Instructions for the task
Go through the entries below and copy each line containing the word "caller".
--- --- ---
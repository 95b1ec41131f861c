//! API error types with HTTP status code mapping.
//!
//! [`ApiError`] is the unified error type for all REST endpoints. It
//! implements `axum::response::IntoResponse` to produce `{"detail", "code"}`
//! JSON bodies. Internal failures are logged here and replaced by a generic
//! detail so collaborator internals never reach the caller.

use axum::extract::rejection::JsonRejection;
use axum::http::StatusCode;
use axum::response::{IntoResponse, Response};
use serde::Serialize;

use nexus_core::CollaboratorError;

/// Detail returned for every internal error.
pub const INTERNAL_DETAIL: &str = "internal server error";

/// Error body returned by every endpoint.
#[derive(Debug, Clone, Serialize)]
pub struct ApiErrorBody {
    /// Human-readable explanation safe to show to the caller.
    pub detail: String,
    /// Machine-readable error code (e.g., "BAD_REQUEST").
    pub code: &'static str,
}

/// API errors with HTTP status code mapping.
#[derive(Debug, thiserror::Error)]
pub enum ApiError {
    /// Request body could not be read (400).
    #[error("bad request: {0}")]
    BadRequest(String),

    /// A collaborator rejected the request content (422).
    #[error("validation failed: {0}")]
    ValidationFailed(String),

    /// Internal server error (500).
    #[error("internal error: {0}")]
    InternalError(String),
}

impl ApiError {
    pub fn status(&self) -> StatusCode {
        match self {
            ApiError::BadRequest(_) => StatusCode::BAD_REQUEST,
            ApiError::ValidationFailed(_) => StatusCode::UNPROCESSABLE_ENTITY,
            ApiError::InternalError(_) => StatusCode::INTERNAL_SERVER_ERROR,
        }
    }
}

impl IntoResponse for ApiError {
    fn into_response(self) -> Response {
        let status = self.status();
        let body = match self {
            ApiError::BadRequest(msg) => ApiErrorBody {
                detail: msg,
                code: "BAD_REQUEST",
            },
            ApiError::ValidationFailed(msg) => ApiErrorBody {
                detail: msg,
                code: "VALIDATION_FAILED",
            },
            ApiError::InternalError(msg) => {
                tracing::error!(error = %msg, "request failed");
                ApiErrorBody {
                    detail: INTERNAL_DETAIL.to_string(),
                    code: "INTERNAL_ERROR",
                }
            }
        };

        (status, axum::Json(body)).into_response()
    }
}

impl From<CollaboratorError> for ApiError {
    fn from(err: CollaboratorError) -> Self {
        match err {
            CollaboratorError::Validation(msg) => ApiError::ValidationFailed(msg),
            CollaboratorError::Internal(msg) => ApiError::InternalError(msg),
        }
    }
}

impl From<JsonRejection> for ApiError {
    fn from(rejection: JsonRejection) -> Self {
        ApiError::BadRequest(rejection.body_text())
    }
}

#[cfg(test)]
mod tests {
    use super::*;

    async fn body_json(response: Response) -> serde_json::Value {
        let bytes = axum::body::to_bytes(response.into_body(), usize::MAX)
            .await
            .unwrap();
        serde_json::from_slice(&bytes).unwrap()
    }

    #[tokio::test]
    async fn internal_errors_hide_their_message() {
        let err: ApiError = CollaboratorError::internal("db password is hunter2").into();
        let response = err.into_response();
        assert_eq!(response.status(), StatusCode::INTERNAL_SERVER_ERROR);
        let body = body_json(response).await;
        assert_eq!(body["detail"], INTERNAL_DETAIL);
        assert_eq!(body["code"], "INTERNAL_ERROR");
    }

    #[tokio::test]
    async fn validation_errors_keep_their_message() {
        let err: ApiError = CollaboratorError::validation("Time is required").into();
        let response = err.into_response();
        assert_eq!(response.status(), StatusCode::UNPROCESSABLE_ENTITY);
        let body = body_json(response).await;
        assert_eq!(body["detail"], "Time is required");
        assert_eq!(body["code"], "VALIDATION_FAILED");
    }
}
--- --- ---
Solution to this problem
//! detail so collaborator internals never reach the caller.
    /// Human-readable explanation safe to show to the caller.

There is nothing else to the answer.